EXERCISE DATA Start Marker

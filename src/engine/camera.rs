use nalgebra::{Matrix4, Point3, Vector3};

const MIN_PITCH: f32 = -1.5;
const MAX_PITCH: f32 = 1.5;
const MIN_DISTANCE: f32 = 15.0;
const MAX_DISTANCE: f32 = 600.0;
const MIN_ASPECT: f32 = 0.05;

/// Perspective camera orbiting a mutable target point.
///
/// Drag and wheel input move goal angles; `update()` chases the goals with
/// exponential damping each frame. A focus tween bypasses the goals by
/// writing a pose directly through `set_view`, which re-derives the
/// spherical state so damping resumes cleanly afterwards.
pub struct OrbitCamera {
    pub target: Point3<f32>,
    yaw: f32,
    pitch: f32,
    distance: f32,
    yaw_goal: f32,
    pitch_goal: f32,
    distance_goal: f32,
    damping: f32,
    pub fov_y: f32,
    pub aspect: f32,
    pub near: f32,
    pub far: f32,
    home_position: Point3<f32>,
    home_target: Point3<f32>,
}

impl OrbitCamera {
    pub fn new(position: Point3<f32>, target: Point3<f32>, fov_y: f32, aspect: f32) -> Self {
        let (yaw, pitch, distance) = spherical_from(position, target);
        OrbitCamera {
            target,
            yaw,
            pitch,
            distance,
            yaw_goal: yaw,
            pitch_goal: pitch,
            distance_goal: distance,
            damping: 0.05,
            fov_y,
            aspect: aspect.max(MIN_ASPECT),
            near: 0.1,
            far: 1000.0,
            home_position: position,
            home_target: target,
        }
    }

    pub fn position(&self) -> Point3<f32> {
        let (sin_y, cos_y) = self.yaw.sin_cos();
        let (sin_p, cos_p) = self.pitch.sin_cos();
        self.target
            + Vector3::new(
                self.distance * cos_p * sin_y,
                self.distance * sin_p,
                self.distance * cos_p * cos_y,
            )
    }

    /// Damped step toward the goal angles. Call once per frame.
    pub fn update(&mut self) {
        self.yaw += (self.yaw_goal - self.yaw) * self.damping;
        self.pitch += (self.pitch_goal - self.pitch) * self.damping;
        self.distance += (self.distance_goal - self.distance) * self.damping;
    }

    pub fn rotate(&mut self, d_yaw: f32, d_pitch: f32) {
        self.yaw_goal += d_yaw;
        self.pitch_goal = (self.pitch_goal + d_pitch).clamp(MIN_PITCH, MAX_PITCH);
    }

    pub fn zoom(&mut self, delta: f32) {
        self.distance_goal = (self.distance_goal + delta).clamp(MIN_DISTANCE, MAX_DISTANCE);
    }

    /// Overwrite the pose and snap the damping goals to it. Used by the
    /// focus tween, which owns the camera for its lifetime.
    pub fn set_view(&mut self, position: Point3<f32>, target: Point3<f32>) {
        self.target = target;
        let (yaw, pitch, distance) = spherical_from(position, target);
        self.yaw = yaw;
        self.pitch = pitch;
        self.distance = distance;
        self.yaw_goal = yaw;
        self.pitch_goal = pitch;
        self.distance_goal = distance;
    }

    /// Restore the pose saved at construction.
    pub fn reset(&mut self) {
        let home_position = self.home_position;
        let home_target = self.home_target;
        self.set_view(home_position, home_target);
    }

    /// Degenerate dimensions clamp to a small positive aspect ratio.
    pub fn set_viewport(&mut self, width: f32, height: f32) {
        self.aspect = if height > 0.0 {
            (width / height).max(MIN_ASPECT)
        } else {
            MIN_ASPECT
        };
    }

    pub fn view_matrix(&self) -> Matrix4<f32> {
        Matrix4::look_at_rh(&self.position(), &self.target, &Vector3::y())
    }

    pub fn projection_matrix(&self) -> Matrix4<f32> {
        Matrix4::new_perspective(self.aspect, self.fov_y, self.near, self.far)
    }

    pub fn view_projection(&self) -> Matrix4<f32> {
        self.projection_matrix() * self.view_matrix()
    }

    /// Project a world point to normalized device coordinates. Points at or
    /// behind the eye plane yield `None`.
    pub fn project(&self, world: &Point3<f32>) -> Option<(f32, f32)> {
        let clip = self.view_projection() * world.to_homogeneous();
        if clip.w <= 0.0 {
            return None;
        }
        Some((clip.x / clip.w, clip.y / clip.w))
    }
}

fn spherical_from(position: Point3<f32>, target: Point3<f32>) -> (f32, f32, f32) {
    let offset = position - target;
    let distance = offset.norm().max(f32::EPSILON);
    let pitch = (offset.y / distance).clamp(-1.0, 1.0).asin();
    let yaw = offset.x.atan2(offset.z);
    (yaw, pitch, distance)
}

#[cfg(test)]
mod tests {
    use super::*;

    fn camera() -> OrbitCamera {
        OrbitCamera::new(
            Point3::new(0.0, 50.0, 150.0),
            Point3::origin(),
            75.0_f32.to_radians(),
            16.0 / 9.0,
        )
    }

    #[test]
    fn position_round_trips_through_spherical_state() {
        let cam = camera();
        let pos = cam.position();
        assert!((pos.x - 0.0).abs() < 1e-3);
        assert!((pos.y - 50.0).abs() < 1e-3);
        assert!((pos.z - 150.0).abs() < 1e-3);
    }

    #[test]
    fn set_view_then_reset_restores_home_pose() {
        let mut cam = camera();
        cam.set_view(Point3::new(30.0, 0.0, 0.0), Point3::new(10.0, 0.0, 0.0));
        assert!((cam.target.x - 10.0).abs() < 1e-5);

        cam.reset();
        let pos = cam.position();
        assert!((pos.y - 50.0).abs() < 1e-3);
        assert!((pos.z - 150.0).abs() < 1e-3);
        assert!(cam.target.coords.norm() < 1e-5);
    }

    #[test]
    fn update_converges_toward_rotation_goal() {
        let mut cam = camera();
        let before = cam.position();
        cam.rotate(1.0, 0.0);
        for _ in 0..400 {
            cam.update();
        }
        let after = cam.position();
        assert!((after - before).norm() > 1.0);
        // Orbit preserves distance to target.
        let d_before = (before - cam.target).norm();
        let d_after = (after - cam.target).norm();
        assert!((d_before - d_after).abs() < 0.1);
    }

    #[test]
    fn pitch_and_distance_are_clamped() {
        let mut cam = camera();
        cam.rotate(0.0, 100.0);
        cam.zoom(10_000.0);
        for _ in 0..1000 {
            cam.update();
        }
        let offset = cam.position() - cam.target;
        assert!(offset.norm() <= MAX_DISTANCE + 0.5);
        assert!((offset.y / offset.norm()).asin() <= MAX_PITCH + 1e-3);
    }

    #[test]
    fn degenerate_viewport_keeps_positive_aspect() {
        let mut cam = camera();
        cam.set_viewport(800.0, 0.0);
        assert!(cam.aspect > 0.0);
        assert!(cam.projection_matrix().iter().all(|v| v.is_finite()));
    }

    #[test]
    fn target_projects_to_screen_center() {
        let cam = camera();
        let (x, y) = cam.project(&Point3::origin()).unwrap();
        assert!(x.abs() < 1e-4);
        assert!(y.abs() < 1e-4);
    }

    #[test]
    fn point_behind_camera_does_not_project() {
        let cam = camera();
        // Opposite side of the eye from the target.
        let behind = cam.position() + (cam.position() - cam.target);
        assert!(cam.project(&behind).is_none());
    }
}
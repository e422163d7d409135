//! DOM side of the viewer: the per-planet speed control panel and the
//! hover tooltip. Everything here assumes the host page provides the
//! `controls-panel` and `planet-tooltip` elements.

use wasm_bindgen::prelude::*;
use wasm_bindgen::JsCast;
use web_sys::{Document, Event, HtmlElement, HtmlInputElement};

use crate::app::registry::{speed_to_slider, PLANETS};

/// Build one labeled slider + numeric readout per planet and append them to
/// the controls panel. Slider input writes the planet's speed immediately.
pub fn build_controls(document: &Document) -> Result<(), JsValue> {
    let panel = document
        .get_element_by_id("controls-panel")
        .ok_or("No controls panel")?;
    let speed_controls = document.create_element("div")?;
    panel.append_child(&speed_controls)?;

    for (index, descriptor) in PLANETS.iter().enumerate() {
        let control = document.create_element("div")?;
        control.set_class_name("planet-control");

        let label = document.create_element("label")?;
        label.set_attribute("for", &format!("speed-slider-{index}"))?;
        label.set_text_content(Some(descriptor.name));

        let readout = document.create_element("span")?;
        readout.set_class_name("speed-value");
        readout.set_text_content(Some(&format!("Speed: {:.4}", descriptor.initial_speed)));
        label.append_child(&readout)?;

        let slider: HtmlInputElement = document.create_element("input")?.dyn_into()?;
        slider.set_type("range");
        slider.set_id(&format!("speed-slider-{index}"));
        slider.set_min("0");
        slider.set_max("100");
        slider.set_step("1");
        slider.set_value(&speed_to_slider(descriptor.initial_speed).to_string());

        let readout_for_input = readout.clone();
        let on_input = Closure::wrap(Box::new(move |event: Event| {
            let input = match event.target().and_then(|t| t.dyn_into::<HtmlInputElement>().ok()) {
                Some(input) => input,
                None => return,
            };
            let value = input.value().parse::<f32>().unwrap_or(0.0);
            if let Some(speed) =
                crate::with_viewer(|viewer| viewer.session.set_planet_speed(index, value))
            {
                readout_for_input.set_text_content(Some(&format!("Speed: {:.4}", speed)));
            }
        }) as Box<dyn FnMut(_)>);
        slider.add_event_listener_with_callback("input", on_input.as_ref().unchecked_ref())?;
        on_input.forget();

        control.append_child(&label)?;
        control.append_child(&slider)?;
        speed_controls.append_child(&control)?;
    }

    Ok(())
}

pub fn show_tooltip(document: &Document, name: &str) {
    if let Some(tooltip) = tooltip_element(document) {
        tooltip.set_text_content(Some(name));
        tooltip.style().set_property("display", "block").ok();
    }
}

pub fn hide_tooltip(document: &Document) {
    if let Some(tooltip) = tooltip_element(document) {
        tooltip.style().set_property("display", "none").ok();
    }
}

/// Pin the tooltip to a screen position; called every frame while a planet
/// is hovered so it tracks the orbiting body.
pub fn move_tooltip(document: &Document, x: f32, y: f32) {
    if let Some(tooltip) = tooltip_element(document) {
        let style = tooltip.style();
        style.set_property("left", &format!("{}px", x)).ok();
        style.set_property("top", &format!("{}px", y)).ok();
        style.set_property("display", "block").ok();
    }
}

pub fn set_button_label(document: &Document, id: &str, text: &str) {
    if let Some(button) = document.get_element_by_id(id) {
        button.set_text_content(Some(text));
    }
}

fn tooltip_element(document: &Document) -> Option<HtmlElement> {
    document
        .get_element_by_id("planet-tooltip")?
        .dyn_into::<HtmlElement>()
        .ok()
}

EXERCISE DATA End Marker
EXERCISE DATA Start Marker

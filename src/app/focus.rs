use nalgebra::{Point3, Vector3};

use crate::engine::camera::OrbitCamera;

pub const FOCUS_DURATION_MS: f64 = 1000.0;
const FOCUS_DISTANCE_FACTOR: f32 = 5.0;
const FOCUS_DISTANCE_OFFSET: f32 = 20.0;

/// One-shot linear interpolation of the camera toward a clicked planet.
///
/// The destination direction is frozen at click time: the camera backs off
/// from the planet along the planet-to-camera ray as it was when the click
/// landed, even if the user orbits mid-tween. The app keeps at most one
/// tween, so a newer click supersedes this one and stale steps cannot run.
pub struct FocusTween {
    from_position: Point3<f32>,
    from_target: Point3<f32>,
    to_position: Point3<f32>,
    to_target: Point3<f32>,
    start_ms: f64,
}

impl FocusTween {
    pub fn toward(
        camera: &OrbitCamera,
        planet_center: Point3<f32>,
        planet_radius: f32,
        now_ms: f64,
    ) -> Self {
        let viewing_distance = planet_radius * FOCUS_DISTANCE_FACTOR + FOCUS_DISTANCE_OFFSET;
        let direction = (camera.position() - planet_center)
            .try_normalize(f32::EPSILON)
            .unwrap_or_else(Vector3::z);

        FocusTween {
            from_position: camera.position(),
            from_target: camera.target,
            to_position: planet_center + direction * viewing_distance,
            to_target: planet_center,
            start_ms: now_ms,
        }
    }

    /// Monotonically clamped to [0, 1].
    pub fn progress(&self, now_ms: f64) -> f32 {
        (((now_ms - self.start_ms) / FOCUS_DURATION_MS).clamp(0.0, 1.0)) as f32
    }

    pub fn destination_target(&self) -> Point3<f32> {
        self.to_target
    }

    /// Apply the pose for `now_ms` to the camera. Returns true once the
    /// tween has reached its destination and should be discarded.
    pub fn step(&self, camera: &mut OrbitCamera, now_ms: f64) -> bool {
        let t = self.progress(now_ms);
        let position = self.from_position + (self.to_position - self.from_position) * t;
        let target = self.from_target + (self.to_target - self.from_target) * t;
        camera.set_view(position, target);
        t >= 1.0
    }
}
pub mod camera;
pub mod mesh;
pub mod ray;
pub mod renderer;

EXERCISE DATA End Marker
EXERCISE DATA Start Marker

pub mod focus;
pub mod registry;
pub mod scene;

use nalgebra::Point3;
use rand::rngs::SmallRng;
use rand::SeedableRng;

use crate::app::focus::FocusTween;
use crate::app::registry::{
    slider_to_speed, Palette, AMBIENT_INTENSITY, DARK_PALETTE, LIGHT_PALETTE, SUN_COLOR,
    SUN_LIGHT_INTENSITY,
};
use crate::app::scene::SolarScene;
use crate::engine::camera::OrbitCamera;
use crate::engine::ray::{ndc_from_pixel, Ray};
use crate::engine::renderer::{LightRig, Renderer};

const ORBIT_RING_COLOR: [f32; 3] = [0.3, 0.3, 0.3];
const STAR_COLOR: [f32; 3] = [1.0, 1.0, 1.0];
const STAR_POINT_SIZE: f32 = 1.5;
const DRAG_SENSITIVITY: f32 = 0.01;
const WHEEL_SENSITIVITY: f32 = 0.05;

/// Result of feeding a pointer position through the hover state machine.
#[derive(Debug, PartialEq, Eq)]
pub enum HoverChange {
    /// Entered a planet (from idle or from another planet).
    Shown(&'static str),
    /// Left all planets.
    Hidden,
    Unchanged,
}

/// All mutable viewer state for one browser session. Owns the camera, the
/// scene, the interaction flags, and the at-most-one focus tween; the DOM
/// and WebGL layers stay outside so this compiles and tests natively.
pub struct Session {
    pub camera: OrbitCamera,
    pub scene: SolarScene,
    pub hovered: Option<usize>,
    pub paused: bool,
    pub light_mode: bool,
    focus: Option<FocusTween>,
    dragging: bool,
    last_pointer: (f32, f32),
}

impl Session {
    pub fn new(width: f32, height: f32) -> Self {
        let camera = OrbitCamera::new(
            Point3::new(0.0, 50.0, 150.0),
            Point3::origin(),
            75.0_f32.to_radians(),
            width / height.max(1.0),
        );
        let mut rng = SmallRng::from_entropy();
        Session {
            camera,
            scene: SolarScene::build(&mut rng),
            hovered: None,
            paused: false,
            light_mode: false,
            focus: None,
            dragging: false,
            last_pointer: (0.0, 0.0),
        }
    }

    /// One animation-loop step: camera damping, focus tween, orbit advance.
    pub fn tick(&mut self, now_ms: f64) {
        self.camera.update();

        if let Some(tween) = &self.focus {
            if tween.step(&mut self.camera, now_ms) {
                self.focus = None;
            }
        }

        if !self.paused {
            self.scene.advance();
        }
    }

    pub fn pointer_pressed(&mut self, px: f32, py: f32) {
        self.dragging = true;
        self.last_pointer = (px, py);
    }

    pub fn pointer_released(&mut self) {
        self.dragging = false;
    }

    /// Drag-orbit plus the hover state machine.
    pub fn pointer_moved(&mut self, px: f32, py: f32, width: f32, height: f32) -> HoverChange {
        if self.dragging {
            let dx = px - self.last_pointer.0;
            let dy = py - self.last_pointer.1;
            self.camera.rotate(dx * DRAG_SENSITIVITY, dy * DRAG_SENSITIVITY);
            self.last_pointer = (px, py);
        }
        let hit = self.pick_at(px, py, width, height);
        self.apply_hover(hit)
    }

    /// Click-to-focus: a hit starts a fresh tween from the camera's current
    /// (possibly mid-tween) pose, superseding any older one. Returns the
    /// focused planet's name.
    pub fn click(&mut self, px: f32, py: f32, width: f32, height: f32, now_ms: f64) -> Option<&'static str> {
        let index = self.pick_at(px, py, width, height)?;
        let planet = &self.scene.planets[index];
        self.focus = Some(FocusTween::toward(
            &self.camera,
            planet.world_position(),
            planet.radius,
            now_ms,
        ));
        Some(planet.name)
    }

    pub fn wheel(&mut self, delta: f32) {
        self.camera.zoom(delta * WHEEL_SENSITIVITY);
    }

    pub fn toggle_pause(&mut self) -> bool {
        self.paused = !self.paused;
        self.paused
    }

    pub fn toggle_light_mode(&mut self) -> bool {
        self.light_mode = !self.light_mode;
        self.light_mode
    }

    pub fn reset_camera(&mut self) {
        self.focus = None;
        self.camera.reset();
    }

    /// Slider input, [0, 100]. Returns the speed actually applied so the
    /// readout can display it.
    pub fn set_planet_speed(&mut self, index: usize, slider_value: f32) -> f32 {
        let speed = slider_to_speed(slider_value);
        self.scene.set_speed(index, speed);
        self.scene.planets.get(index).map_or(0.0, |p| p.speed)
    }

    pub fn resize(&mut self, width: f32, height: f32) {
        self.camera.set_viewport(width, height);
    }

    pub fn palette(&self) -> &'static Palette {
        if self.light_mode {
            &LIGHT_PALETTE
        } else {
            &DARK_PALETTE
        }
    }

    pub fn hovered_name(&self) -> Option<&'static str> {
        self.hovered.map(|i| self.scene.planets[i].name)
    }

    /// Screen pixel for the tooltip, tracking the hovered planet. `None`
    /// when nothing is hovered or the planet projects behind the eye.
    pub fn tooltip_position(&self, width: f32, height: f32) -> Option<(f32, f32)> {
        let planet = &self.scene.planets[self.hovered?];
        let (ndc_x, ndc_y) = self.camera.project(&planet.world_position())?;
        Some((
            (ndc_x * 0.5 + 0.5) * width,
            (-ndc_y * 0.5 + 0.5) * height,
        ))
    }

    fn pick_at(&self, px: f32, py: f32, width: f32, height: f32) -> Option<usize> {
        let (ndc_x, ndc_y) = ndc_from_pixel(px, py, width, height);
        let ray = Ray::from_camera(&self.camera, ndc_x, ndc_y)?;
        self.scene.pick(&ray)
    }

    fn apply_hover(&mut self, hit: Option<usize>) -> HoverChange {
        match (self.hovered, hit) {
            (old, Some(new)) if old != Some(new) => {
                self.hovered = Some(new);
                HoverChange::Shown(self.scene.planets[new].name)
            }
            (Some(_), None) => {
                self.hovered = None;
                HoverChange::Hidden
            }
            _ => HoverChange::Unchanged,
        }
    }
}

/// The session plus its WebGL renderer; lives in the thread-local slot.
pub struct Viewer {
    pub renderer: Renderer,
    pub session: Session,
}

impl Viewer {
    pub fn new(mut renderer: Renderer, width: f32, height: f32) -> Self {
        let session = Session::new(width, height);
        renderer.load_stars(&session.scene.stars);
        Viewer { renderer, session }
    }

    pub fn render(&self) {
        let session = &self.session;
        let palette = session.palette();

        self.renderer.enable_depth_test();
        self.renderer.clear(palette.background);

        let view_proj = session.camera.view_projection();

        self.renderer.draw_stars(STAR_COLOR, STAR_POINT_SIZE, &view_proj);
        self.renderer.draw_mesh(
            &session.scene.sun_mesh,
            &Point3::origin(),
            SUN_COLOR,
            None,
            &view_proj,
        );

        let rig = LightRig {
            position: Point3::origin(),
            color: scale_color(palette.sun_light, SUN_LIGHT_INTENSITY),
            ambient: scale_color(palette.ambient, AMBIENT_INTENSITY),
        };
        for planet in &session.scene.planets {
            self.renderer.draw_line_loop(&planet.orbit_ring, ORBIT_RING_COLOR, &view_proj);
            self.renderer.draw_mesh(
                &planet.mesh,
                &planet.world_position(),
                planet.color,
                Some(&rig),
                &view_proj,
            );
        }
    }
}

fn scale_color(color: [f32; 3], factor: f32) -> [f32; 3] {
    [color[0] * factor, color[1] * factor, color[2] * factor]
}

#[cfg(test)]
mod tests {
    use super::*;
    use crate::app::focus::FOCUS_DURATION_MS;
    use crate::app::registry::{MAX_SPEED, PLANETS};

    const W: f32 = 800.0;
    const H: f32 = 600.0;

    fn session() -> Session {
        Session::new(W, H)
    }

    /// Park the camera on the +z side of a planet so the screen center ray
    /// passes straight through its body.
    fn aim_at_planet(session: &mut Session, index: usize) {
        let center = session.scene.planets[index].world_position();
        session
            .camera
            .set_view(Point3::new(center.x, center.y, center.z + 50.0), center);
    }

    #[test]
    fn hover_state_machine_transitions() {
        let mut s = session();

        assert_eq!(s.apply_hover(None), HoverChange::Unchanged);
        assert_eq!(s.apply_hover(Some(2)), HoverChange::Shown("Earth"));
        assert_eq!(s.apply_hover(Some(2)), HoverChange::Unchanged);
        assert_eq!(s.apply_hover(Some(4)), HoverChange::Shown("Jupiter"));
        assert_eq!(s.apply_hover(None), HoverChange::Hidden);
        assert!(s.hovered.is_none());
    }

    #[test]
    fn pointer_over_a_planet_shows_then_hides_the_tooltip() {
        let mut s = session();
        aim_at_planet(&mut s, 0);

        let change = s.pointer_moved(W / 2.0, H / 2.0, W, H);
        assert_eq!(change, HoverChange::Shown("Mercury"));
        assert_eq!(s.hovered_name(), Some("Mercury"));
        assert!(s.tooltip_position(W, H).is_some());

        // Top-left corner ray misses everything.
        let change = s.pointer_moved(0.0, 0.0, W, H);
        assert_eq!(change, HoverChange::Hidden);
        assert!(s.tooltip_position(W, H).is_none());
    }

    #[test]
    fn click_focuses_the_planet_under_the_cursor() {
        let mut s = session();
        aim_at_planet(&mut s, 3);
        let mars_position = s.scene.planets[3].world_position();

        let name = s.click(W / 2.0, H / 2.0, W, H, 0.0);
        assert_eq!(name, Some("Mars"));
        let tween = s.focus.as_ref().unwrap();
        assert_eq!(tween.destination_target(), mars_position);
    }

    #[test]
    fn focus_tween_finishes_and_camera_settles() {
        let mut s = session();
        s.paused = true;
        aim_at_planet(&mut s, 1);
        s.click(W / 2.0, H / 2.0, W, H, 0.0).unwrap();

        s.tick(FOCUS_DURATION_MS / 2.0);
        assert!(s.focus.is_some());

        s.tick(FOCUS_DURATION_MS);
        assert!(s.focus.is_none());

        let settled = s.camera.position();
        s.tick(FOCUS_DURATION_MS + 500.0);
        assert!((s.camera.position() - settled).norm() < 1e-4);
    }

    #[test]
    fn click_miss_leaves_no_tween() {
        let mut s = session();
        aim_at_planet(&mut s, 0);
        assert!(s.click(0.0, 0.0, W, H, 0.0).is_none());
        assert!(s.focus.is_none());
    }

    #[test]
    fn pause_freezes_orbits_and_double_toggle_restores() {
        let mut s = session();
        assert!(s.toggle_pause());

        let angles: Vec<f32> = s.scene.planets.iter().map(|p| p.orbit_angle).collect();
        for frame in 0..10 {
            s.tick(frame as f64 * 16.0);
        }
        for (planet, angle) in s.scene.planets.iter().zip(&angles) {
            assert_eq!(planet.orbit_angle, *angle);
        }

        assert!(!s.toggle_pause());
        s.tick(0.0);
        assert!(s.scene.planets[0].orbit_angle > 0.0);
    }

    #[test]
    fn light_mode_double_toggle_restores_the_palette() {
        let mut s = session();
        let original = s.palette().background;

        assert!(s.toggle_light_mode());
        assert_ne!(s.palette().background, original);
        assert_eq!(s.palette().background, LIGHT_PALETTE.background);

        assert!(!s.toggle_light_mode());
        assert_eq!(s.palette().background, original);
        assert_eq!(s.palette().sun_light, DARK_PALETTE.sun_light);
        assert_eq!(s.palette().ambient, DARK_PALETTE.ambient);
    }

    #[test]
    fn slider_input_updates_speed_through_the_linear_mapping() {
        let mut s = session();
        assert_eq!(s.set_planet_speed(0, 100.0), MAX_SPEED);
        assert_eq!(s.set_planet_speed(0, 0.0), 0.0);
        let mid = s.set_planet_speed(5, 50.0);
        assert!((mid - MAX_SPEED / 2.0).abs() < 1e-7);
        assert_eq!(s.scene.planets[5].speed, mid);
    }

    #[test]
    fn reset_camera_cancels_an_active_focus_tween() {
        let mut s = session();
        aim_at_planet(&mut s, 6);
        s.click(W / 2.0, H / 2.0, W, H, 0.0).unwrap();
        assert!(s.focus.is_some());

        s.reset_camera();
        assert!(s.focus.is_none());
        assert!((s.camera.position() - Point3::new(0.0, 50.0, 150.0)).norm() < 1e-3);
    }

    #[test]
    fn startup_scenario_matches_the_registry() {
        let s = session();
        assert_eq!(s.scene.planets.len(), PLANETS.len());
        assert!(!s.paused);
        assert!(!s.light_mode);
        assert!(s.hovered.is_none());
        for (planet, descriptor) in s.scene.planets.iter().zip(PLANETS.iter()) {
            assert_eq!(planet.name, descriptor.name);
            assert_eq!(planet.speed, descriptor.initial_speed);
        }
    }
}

EXERCISE DATA End Marker

Sift the material for lines with the string "when". Copy each one found.

/// from the planet along the planet-to-camera ray as it was when the click
    /// when nothing is hovered or the planet projects behind the eye.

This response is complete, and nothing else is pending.